From the records below, output exactly the lines running from the line containing "pub fn header(&self, name: &str)" through the line containing "let raw = self.from.trim();", and no others.

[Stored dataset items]
══════════════════════════════
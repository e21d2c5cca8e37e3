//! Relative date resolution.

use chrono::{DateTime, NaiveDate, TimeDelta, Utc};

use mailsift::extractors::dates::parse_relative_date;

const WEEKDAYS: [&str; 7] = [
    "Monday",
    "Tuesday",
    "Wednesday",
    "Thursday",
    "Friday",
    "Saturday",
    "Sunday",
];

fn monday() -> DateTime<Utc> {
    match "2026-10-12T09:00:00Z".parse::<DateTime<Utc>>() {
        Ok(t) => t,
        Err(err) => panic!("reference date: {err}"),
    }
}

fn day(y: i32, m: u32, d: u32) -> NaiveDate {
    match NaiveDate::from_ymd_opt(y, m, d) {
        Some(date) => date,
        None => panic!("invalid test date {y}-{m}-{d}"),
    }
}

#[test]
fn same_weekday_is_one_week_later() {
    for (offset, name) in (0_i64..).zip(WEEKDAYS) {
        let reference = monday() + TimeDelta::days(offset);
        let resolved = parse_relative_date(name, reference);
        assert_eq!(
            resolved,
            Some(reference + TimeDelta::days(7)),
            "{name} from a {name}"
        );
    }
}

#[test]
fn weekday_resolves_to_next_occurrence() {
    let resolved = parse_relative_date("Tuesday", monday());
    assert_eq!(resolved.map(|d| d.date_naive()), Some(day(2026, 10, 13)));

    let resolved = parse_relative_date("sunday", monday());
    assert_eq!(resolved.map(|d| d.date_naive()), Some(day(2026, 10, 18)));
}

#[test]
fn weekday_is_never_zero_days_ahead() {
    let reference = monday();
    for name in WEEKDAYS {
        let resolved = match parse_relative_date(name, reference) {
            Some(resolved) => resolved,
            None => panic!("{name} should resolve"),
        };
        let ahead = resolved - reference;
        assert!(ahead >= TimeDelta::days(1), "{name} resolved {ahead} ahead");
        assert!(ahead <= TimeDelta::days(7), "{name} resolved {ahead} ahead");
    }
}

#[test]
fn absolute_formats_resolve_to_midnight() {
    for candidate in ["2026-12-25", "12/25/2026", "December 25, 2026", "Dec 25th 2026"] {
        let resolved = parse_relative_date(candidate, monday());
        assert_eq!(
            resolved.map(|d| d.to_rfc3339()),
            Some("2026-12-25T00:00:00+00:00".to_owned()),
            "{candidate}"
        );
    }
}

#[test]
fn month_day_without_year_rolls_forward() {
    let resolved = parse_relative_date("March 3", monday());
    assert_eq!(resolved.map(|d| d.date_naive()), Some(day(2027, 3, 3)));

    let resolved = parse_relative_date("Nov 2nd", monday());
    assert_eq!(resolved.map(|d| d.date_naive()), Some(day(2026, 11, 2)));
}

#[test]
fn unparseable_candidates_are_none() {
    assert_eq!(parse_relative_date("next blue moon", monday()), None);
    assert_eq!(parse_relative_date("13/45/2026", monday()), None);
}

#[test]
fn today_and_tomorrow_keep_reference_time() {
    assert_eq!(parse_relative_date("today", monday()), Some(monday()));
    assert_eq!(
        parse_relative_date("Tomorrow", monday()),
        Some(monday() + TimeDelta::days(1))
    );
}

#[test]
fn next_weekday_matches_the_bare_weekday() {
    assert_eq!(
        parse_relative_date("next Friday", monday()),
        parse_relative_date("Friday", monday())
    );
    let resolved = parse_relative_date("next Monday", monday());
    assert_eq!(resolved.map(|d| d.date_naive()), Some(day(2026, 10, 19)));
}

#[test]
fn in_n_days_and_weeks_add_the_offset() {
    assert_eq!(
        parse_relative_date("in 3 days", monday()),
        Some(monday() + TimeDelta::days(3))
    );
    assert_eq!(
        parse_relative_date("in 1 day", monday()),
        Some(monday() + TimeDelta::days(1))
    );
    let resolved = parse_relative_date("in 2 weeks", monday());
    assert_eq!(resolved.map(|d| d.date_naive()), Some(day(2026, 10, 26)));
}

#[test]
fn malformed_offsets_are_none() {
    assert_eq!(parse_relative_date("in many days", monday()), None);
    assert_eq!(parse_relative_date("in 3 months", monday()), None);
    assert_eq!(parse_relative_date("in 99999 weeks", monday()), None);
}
══════════════════════════════
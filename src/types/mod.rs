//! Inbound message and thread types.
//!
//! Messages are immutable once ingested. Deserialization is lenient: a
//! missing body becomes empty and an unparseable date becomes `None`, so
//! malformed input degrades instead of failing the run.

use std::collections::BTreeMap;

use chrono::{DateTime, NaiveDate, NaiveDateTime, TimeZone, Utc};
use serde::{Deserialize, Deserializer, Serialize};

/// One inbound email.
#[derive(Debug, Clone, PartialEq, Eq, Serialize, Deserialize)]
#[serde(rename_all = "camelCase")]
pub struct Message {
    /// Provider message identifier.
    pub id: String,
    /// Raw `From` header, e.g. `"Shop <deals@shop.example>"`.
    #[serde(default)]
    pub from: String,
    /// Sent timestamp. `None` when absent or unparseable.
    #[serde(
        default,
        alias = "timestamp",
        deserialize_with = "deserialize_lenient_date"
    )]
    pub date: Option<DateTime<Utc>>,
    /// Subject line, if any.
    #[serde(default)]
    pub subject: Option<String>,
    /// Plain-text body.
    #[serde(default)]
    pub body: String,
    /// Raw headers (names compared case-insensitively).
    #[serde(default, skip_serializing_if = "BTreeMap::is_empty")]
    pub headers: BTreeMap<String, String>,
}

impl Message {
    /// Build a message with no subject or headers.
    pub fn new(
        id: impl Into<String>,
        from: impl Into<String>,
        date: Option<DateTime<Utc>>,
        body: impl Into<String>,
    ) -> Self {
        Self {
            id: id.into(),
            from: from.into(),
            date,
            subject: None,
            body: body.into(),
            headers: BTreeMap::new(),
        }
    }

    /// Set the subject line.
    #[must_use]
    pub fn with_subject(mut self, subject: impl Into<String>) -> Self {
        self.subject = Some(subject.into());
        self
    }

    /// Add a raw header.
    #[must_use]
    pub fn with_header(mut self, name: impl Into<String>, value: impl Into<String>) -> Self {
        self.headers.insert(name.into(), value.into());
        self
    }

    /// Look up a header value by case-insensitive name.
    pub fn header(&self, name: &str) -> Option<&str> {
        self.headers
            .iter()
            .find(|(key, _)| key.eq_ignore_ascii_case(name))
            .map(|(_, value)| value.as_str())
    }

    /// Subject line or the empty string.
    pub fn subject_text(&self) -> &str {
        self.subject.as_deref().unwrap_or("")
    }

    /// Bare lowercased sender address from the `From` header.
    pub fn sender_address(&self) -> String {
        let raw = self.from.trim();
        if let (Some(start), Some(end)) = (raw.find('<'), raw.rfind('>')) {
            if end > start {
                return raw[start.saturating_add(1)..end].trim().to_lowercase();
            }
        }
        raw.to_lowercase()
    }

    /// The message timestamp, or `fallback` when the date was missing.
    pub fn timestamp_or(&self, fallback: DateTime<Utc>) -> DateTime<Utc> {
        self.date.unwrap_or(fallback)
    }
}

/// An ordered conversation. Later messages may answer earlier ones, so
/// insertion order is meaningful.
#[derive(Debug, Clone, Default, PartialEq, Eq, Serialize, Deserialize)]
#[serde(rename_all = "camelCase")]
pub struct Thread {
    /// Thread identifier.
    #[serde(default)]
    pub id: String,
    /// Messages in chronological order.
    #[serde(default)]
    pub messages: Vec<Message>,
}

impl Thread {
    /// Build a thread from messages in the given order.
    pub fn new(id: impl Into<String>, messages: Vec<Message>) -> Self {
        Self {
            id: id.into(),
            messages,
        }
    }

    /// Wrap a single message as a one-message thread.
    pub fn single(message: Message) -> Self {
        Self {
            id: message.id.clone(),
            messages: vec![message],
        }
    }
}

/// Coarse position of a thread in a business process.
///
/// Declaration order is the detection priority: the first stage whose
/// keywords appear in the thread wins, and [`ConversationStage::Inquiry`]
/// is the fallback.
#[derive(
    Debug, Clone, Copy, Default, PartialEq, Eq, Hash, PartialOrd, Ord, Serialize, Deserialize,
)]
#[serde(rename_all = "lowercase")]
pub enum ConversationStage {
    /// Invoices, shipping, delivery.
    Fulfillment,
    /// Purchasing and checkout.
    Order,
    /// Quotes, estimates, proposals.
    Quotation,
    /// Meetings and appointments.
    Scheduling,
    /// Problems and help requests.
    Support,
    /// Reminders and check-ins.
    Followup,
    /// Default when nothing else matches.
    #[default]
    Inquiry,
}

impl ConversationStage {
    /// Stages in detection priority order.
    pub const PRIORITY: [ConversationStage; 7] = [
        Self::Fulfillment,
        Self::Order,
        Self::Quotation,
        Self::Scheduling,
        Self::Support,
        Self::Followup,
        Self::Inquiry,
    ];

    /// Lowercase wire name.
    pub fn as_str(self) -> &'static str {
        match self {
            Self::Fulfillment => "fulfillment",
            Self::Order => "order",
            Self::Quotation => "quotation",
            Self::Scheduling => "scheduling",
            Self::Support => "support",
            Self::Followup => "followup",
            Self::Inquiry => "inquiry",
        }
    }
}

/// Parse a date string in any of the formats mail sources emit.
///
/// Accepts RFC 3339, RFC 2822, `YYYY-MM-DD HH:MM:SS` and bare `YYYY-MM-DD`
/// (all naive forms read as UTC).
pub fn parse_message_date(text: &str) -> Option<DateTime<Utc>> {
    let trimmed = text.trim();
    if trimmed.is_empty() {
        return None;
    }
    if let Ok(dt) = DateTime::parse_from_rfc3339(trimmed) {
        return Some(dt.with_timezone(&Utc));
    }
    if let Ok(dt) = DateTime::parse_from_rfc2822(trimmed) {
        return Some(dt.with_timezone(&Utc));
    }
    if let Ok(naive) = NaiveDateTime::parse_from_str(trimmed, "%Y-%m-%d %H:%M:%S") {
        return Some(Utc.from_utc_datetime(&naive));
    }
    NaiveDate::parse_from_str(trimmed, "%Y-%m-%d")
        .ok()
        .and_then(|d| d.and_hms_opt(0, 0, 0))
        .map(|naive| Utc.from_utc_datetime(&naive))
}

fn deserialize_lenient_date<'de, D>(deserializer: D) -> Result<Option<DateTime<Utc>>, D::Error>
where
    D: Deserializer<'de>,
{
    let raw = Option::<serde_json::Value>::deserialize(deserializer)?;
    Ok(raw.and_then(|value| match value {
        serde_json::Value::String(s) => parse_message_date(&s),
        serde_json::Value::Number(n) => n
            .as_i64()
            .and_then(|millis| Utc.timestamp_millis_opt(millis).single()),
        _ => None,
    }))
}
══════════════════════════════
RESULT OF THIS EXERCISE:
    pub fn header(&self, name: &str) -> Option<&str> {
        self.headers
            .iter()
            .find(|(key, _)| key.eq_ignore_ascii_case(name))
            .map(|(_, value)| value.as_str())
    }

    /// Subject line or the empty string.
    pub fn subject_text(&self) -> &str {
        self.subject.as_deref().unwrap_or("")
    }

    /// Bare lowercased sender address from the `From` header.
    pub fn sender_address(&self) -> String {
        let raw = self.from.trim();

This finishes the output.